◆ Records from a data collection
····················

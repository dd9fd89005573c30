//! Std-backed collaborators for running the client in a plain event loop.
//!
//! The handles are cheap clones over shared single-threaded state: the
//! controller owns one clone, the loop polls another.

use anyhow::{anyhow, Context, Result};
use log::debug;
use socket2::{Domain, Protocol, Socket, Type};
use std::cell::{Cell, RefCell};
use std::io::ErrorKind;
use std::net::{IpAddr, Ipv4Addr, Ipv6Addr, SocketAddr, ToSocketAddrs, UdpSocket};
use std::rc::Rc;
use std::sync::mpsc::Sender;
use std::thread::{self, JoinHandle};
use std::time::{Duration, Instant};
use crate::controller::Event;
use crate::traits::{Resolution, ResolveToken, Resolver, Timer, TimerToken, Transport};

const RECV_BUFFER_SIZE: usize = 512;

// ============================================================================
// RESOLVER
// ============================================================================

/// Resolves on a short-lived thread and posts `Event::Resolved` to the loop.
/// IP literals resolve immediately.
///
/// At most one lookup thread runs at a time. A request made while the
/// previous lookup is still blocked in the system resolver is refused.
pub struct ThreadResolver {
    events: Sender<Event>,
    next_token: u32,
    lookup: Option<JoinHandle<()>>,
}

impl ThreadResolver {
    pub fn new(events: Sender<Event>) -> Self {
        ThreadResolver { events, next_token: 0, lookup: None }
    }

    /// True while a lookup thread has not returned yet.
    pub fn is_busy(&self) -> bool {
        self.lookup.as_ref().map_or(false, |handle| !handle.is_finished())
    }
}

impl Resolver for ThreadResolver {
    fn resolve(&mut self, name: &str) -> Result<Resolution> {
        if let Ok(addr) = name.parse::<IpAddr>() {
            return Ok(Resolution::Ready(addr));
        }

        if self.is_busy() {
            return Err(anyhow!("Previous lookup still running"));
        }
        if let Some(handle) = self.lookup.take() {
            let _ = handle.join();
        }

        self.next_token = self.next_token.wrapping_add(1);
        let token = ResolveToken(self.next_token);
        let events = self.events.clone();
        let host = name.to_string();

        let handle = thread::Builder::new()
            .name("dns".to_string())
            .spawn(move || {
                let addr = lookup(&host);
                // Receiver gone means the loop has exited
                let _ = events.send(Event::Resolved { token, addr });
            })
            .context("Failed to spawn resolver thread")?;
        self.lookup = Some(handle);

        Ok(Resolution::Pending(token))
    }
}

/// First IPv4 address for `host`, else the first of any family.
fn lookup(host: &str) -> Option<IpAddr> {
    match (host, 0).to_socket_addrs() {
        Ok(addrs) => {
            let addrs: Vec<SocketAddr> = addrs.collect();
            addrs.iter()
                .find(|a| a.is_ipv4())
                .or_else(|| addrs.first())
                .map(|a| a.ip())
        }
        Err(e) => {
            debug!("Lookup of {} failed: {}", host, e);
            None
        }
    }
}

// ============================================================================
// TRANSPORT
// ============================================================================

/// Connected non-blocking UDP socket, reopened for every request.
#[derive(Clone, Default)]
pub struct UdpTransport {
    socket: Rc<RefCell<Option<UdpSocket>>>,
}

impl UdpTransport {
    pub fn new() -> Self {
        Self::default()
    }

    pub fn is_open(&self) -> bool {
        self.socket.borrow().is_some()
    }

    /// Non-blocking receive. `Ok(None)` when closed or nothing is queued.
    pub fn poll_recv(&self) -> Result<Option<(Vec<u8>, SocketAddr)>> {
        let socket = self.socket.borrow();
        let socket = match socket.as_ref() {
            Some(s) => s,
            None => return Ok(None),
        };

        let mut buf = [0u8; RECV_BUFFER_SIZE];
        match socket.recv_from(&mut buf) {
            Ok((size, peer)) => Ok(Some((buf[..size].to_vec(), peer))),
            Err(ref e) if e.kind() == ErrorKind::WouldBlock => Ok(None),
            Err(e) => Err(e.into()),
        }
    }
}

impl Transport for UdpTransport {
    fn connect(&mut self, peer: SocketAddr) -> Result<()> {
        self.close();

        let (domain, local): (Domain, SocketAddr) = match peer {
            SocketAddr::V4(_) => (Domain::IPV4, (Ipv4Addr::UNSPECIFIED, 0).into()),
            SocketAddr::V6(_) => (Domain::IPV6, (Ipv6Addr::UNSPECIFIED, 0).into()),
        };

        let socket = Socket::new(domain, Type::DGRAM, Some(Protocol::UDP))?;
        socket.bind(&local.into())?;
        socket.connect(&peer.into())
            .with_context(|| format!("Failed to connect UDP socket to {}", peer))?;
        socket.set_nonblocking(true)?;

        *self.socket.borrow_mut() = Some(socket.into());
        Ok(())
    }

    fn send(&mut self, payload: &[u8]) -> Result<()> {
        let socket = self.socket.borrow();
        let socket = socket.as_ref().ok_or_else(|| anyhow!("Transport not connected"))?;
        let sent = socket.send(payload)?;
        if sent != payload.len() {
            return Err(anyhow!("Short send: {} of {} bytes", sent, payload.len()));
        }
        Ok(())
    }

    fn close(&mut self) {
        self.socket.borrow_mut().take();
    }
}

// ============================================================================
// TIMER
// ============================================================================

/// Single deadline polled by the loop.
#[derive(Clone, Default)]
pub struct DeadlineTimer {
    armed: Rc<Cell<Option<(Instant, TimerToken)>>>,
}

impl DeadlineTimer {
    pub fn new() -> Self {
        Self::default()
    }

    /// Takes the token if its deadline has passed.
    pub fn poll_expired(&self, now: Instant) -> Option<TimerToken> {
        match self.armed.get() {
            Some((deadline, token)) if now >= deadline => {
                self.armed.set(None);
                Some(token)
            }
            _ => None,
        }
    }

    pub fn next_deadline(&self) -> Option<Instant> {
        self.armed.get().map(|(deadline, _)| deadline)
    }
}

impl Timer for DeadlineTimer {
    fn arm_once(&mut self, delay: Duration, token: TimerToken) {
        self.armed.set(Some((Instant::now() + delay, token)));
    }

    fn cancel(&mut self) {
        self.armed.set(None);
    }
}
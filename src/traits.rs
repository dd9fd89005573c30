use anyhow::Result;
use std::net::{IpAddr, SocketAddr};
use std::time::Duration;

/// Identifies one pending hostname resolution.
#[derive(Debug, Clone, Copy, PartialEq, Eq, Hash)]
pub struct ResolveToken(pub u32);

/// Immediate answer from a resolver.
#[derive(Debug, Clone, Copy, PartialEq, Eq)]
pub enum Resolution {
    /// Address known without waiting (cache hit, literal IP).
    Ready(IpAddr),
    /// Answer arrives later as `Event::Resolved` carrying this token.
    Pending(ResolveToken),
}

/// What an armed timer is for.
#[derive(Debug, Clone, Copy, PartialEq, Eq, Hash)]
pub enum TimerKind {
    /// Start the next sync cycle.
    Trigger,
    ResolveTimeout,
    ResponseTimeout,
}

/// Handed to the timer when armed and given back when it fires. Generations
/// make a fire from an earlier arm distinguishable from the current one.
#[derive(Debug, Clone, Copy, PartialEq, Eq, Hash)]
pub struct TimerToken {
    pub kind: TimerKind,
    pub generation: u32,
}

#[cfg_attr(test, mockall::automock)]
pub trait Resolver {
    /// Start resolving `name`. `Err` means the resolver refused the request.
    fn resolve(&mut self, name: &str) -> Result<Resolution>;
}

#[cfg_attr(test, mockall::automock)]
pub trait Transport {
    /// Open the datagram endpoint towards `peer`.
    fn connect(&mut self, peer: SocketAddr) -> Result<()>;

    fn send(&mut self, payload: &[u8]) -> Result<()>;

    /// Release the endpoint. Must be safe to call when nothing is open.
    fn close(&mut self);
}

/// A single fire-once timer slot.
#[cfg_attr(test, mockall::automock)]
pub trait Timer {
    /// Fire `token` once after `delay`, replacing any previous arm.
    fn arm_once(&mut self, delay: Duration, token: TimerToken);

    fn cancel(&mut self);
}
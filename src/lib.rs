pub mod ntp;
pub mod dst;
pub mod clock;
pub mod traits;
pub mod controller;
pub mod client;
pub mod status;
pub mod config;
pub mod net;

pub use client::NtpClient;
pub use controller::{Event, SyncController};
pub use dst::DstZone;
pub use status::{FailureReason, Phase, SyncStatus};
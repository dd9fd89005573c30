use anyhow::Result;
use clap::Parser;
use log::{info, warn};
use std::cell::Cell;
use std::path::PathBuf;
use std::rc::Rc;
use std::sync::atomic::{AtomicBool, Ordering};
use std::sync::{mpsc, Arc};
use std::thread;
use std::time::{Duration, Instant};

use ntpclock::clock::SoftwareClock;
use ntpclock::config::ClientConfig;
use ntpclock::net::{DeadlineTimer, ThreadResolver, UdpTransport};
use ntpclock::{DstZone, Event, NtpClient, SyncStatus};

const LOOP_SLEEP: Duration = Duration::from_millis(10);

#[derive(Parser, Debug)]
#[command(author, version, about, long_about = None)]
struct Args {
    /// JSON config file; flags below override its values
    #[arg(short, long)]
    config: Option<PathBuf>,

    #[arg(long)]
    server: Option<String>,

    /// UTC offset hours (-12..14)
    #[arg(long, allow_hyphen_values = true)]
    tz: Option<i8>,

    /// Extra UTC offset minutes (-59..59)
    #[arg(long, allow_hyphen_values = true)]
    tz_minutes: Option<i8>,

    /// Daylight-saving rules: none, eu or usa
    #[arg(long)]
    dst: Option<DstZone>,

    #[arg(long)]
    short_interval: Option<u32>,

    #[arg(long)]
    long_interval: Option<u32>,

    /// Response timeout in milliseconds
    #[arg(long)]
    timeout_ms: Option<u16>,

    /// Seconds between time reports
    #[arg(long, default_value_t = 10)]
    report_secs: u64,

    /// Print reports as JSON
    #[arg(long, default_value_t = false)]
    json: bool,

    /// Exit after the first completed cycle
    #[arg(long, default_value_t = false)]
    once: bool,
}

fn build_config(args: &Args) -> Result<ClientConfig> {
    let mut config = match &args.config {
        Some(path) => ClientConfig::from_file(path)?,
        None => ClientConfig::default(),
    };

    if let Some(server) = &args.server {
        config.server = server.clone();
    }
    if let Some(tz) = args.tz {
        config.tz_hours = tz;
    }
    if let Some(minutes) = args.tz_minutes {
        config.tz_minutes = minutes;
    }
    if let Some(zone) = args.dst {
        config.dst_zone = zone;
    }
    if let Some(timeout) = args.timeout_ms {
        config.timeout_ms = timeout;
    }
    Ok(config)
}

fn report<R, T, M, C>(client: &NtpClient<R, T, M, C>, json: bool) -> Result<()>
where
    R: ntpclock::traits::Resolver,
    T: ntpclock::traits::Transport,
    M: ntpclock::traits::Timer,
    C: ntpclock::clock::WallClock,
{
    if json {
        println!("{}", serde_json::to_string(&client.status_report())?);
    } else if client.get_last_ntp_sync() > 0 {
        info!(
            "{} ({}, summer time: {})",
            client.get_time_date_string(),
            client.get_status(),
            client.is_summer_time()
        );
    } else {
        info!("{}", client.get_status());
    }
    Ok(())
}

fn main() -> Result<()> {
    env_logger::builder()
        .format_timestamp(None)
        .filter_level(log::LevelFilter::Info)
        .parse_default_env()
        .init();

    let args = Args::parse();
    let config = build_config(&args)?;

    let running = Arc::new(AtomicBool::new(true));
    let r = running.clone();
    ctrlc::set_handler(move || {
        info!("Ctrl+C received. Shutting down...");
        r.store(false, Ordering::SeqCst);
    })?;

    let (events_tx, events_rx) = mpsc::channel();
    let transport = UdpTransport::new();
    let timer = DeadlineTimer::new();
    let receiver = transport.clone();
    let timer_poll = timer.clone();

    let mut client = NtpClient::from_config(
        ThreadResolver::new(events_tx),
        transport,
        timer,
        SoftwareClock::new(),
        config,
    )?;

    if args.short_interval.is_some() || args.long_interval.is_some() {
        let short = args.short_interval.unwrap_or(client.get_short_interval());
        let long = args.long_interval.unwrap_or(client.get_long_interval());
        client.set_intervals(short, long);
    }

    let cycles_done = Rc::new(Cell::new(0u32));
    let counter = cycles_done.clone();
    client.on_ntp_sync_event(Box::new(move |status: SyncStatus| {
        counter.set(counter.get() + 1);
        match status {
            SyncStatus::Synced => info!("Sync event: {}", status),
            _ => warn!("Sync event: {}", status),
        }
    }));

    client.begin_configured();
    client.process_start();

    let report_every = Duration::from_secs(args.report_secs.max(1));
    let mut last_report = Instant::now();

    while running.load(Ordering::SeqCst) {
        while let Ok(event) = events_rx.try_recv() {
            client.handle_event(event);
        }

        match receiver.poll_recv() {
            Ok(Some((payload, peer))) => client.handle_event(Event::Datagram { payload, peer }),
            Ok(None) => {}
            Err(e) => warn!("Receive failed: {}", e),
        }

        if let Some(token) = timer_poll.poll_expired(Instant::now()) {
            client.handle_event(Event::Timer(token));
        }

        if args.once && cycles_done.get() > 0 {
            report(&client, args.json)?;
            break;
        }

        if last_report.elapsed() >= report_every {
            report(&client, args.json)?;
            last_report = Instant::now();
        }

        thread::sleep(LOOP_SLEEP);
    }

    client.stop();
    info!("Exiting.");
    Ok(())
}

····················

◆ Work item
Using the entries above, count the lines that have the string "ClientConfig" in them. Answer with that number only.

◆ Expected answer
4